ReviewA nutrition-based approach to epidermolysis bullosa: Causes, assessments, requirements and management
Introduction
Inherited epidermolysis bullosa (EB) is a clinically and genetically heterogeneous group of rare diseases characterized by skin and mucous membrane fragility [1]. Four major types of EB are recognized, based on the site of blister formation: EB simplex (EBS), junctional EB (JEB), dystrophic EB (DEB) and Kindler syndrome (KS) [1]. They differ in the extent and severity of skin and mucous membrane lesions and in organ involvement; severity also varies with age [1]. There is currently no cure [1]. Patient management is centred on skin care, prevention and early recognition and symptomatic treatment of complications [1]. The cornerstones for improving patients’ quality of life are wound management, control of infections, pain relief and improving individual nutritional status [2].
EB primarily involves the skin: the most severe complication is the development of cutaneous squamous cell carcinomas.

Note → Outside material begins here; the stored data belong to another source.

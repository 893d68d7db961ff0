//! Pause, break and resume commands: mode transitions on the active session.

use std::io::Write;

use anyhow::{Result, bail};

use stint_core::{Mode, Reason, UserId};
use stint_db::Database;

pub fn run<W: Write>(
    writer: &mut W,
    db: &mut Database,
    user: &UserId,
    mode: Mode,
    reason: Reason,
) -> Result<()> {
    let Some(active) = db.active_session(user)? else {
        bail!("no active session");
    };
    let segment = db.transition_session(user, &active.session.id, mode, Some(reason))?;
    writeln!(
        writer,
        "Session {} now in {} ({})",
        active.session.id, segment.mode, reason
    )?;
    Ok(())
}

#[cfg(test)]
mod tests {
    use super::*;
    use stint_core::Priority;

    #[test]
    fn transition_moves_active_session_to_new_mode() {
        let mut db = Database::open_in_memory().unwrap();
        let user = UserId::new("user-1").unwrap();
        let todo = db.add_todo(&user, "deep work", Priority::Med).unwrap();
        db.start_session(&user, &todo.id).unwrap();

        let mut output = Vec::new();
        run(&mut output, &mut db, &user, Mode::Pause, Reason::Idle).unwrap();
        let output = String::from_utf8(output).unwrap();
        assert!(output.contains("now in pause (idle)"));

        let active = db.active_session(&user).unwrap().unwrap();
        assert_eq!(active.segments.len(), 2);
        assert_eq!(active.segments[1].mode, Mode::Pause);
    }

    #[test]
    fn transition_without_active_session_fails() {
        let mut db = Database::open_in_memory().unwrap();
        let user = UserId::new("user-1").unwrap();
        let mut output = Vec::new();
        let err = run(&mut output, &mut db, &user, Mode::Pause, Reason::Manual).unwrap_err();
        assert_eq!(err.to_string(), "no active session");
    }
}
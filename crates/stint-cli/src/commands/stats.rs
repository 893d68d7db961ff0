//! Stats command: streak and lifetime focus totals.

use std::io::Write;

use anyhow::Result;
use chrono::FixedOffset;

use stint_core::UserId;
use stint_db::Database;

pub fn run<W: Write>(
    writer: &mut W,
    db: &Database,
    user: &UserId,
    offset: FixedOffset,
) -> Result<()> {
    let stats = db.user_stats(user, offset)?;
    writeln!(writer, "Current streak: {} day(s)", stats.current_streak)?;
    writeln!(writer, "Total focus: {} minute(s)", stats.total_focus_minutes)?;
    Ok(())
}
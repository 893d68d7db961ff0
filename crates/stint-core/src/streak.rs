//! Consecutive-day focus streak.
//!
//! A calendar date qualifies when at least one focus segment *started*
//! that day (open or closed). The streak counts back from today, with a
//! one-day grace period: a day without activity yet does not break
//! yesterday's streak, but does not extend it either.

use std::collections::HashSet;

use chrono::{Days, NaiveDate};

/// Counts consecutive qualifying days ending at `today` or yesterday.
///
/// - `today` qualifies: count back from `today`.
/// - only yesterday qualifies: count back from yesterday (grace day).
/// - neither qualifies: 0, regardless of earlier activity.
#[must_use]
pub fn current_streak(active_dates: &HashSet<NaiveDate>, today: NaiveDate) -> u32 {
    let start = if active_dates.contains(&today) {
        today
    } else {
        let Some(yesterday) = today.checked_sub_days(Days::new(1)) else {
            return 0;
        };
        if !active_dates.contains(&yesterday) {
            return 0;
        }
        yesterday
    };

    let mut streak = 0;
    let mut cursor = start;
    while active_dates.contains(&cursor) {
        streak += 1;
        match cursor.checked_sub_days(Days::new(1)) {
            Some(previous) => cursor = previous,
            None => break,
        }
    }
    streak
}

#[cfg(test)]
mod tests {
    use super::*;

    fn date(day: u32) -> NaiveDate {
        NaiveDate::from_ymd_opt(2025, 3, day).unwrap()
    }

    fn dates(days: &[u32]) -> HashSet<NaiveDate> {
        days.iter().map(|&day| date(day)).collect()
    }

    #[test]
    fn three_consecutive_days_ending_today() {
        // Focus on D-2, D-1, D.
        assert_eq!(current_streak(&dates(&[13, 14, 15]), date(15)), 3);
    }

    #[test]
    fn activity_only_two_days_ago_is_broken() {
        // Focus on D-2 only: neither today nor yesterday qualifies.
        assert_eq!(current_streak(&dates(&[13]), date(15)), 0);
    }

    #[test]
    fn yesterday_only_keeps_streak_alive() {
        // Grace day: today has no activity yet, yesterday's streak stands.
        assert_eq!(current_streak(&dates(&[14]), date(15)), 1);
    }

    #[test]
    fn no_activity_at_all() {
        assert_eq!(current_streak(&HashSet::new(), date(15)), 0);
    }

    #[test]
    fn today_only() {
        assert_eq!(current_streak(&dates(&[15]), date(15)), 1);
    }

    #[test]
    fn grace_day_does_not_extend_streak() {
        // Run of 4 ending yesterday reports 4, not 5, while today is empty.
        assert_eq!(current_streak(&dates(&[11, 12, 13, 14]), date(15)), 4);
    }

    #[test]
    fn gap_before_run_stops_the_walk() {
        // 10 qualifies but 13 does not, so the run ending today is 2.
        assert_eq!(current_streak(&dates(&[10, 14, 15]), date(15)), 2);
    }

    #[test]
    fn streak_spans_month_boundary() {
        let days: HashSet<NaiveDate> = [
            NaiveDate::from_ymd_opt(2025, 2, 27).unwrap(),
            NaiveDate::from_ymd_opt(2025, 2, 28).unwrap(),
            NaiveDate::from_ymd_opt(2025, 3, 1).unwrap(),
        ]
        .into_iter()
        .collect();
        assert_eq!(
            current_streak(&days, NaiveDate::from_ymd_opt(2025, 3, 1).unwrap()),
            3
        );
    }
}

However, some types and subtypes are also associated with the development of extracutaneous manifestations and complications affecting other epithelial tissues (external eye, upper airway, and genitourinary and gastrointestinal tracts) or organs, leading to a wide variety of complications (growth retardation, musculoskeletal deformities, osteoporosis, cardiomyopathy, dental complications, infections, anaemia, delayed puberty and psychological complications) [3], [4], [5].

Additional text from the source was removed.